RECORD EXCERPTS Start Marker
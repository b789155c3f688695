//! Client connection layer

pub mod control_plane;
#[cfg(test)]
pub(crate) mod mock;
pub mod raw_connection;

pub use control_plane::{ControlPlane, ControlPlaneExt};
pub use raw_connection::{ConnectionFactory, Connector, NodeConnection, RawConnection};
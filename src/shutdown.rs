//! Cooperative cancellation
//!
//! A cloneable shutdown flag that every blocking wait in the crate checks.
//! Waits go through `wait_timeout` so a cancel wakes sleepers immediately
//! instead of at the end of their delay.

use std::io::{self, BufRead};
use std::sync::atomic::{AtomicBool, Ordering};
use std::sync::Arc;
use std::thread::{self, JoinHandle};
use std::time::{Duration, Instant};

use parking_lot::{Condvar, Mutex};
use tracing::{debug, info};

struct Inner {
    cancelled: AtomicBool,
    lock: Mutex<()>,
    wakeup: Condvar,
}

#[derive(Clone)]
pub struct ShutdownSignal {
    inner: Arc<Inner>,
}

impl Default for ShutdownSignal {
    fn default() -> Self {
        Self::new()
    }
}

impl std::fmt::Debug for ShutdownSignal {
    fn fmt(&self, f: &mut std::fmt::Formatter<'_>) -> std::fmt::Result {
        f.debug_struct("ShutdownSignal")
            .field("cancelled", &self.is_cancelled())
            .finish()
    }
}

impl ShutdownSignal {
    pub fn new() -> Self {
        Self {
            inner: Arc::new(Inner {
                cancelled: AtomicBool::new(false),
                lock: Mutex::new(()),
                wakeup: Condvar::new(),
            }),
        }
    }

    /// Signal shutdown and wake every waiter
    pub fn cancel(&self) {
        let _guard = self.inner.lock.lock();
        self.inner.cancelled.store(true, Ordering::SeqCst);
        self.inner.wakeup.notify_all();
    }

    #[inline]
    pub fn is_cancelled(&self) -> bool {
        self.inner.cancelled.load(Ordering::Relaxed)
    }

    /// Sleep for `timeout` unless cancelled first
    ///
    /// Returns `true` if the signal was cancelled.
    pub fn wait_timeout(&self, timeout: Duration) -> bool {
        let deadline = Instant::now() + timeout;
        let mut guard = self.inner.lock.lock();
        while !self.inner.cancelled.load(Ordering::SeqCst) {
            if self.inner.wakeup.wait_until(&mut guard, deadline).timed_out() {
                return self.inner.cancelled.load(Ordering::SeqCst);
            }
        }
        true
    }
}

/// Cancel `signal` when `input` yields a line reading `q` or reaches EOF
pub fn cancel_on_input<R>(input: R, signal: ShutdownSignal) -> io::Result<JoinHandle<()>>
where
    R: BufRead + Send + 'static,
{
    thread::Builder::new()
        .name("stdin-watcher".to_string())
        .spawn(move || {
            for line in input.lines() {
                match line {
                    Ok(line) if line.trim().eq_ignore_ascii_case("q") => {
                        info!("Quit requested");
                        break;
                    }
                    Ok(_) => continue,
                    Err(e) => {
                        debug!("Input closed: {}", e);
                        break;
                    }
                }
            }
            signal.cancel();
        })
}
RECORD EXCERPTS End Marker
RECORD EXCERPTS Start Marker
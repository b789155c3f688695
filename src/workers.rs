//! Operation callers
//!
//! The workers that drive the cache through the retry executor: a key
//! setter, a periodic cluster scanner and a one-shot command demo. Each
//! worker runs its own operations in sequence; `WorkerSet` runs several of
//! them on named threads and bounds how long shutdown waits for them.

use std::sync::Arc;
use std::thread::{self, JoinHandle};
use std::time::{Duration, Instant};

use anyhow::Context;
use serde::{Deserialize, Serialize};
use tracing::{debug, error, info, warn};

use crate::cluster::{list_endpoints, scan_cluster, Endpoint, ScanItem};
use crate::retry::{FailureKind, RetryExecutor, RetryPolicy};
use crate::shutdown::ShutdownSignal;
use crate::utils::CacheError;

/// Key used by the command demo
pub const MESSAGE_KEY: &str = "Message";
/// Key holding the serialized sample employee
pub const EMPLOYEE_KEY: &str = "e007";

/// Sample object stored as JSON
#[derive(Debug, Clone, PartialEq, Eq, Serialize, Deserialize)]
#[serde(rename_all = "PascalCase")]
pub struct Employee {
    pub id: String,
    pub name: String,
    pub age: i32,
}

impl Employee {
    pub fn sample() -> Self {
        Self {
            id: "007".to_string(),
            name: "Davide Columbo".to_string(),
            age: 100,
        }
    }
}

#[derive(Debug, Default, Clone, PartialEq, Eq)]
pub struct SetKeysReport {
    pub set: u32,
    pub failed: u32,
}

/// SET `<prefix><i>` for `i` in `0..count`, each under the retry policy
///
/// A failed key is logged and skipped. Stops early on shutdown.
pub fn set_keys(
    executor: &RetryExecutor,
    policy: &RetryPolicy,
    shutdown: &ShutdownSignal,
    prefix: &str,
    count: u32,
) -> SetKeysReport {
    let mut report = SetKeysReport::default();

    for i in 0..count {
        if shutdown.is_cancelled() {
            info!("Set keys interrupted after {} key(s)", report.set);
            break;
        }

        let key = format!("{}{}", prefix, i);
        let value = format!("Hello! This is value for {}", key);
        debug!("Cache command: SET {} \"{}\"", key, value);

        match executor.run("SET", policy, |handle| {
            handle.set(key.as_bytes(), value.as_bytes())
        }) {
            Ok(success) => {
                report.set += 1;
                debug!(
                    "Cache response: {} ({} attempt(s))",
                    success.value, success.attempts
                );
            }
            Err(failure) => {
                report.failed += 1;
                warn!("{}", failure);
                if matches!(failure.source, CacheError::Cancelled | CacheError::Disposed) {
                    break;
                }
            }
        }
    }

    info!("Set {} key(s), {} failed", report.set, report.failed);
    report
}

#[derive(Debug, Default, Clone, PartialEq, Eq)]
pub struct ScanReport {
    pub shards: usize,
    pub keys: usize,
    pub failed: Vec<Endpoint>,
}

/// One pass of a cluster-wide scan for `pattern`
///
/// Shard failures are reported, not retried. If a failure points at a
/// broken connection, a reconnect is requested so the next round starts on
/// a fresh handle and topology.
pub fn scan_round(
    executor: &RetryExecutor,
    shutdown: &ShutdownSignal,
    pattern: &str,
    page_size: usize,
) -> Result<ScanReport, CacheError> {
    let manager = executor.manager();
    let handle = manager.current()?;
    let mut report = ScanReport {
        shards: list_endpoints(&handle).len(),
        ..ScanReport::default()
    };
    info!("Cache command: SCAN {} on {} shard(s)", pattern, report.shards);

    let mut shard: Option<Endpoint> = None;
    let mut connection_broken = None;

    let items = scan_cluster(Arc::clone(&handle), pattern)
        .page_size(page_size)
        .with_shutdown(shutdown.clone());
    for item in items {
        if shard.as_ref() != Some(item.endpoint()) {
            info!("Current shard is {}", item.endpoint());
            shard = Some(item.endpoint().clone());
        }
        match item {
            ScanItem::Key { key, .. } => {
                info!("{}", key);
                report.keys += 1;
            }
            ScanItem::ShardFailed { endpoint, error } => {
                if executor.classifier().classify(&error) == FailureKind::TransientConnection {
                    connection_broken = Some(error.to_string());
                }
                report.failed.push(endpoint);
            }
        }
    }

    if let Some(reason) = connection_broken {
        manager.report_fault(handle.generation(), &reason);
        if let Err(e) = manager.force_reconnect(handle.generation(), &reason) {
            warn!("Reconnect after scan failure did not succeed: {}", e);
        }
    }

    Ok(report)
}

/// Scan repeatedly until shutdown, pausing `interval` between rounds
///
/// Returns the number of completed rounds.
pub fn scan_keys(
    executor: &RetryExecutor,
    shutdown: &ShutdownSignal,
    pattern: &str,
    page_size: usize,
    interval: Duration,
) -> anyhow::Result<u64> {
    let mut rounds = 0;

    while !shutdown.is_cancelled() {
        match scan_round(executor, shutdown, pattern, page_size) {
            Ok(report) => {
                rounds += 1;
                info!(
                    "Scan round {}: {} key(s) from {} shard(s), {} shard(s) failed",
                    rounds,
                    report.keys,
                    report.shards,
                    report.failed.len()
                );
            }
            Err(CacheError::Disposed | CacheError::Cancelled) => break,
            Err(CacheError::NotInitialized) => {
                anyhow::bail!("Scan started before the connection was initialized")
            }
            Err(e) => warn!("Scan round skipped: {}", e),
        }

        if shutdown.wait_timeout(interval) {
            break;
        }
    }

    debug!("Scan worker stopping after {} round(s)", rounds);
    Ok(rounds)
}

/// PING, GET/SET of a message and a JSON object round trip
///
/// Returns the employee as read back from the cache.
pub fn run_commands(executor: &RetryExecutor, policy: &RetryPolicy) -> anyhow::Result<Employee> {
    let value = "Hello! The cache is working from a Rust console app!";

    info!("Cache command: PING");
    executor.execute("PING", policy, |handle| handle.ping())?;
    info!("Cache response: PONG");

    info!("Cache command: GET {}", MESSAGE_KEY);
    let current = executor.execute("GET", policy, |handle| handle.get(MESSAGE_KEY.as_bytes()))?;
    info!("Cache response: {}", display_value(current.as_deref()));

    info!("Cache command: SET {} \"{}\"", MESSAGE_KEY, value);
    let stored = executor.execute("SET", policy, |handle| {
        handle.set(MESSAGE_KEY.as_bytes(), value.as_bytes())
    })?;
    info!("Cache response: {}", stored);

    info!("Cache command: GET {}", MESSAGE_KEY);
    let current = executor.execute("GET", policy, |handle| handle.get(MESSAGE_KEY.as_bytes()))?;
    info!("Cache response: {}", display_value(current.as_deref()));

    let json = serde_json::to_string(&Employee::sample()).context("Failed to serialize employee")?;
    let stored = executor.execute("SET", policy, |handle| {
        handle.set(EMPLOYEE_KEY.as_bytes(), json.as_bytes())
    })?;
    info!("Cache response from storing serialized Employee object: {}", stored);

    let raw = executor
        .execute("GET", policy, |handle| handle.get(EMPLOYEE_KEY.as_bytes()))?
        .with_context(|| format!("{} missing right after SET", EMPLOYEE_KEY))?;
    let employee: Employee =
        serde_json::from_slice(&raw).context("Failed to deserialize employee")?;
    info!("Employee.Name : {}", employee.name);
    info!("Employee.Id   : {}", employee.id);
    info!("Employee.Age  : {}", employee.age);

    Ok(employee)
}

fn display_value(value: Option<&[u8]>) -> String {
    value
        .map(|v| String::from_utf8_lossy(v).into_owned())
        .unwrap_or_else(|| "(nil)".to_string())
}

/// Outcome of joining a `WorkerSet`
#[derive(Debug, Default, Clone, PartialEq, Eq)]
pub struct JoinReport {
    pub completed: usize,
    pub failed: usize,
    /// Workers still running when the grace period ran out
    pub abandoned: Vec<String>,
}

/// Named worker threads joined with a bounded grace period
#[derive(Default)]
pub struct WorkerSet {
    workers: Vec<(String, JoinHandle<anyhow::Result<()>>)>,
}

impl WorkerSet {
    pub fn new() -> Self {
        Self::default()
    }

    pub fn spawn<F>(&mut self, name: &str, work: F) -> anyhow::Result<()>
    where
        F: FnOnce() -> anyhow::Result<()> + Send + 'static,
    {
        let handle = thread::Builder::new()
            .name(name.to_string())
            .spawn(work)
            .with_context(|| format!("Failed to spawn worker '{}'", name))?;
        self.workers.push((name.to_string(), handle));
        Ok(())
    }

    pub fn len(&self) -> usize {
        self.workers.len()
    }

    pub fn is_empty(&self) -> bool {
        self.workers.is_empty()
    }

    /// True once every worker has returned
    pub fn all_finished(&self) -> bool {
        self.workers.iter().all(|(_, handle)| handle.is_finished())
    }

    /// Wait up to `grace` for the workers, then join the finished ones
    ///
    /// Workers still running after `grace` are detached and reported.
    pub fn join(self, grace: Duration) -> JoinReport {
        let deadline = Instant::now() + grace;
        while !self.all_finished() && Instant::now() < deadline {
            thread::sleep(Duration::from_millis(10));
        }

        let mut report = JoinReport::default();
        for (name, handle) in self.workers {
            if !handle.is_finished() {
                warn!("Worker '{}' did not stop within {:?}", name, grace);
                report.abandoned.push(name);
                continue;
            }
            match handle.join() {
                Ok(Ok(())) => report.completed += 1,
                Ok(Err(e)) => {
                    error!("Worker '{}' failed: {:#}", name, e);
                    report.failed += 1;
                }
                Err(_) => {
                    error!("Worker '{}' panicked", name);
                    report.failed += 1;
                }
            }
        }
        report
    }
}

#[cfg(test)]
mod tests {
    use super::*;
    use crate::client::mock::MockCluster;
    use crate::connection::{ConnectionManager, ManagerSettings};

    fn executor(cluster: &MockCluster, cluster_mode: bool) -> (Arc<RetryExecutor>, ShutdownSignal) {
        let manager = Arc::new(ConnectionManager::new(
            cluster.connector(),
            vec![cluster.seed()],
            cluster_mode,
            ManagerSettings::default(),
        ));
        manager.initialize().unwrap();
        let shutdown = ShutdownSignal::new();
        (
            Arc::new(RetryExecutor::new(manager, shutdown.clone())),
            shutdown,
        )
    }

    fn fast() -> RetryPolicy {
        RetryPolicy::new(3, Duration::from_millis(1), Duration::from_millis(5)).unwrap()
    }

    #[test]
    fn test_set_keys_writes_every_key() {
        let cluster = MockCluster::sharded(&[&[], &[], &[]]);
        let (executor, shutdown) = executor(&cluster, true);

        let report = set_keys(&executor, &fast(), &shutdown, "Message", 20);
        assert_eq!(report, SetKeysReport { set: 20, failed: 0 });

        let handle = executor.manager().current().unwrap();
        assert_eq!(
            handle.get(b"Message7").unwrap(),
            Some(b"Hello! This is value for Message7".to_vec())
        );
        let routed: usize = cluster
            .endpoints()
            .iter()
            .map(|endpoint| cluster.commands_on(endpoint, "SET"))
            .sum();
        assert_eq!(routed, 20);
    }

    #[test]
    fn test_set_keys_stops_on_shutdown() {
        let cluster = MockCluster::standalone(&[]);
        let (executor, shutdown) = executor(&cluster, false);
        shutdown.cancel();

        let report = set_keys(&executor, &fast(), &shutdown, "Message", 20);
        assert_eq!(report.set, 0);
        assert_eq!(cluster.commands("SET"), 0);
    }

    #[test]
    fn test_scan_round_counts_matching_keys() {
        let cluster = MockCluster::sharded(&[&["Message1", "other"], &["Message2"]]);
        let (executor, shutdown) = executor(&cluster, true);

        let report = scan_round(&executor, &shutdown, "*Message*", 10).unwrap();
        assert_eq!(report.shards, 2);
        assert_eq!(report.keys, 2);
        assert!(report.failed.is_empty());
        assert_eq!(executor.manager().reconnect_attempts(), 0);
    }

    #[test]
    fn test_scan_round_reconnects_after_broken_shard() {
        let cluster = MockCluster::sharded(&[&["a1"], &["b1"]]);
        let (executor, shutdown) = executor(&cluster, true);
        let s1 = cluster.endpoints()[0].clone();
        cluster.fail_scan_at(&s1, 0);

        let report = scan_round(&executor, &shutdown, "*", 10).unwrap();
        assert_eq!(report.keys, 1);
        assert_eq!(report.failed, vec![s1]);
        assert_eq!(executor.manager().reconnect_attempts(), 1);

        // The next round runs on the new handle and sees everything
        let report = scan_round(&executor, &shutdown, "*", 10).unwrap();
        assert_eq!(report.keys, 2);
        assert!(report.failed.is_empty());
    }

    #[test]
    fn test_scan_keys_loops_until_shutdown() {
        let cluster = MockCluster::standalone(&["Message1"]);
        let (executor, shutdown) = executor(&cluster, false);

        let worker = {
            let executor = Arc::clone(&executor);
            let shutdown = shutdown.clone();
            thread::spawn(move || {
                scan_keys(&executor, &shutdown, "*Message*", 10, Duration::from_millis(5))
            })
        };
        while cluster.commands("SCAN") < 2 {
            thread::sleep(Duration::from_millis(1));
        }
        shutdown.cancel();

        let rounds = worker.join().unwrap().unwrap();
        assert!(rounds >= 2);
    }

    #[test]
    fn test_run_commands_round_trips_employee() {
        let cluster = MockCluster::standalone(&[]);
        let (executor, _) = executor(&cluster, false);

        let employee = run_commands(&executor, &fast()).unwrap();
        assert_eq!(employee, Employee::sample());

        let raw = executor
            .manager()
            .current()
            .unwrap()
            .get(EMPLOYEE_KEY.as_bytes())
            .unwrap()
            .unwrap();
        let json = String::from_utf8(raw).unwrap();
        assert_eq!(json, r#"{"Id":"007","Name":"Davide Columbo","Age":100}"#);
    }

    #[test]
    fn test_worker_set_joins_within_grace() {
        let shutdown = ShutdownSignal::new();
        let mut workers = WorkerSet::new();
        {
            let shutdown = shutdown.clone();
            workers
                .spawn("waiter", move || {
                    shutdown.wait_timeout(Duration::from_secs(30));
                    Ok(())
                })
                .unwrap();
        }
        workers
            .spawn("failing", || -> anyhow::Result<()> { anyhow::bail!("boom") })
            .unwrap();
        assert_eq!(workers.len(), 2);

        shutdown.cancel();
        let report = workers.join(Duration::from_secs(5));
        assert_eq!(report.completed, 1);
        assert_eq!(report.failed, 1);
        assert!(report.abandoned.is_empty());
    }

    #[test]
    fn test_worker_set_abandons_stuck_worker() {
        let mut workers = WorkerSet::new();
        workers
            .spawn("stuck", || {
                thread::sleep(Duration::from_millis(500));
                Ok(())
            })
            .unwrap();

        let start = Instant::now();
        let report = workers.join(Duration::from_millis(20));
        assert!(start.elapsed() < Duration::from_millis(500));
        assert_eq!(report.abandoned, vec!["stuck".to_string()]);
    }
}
RECORD EXCERPTS End Marker
_TASK DESCRIPTION_.
Scan the records above for the word "AtomicBool". Copy each line that has it.

_REPLY_.
use std::sync::atomic::{AtomicBool, Ordering};
    cancelled: AtomicBool,
                cancelled: AtomicBool::new(false),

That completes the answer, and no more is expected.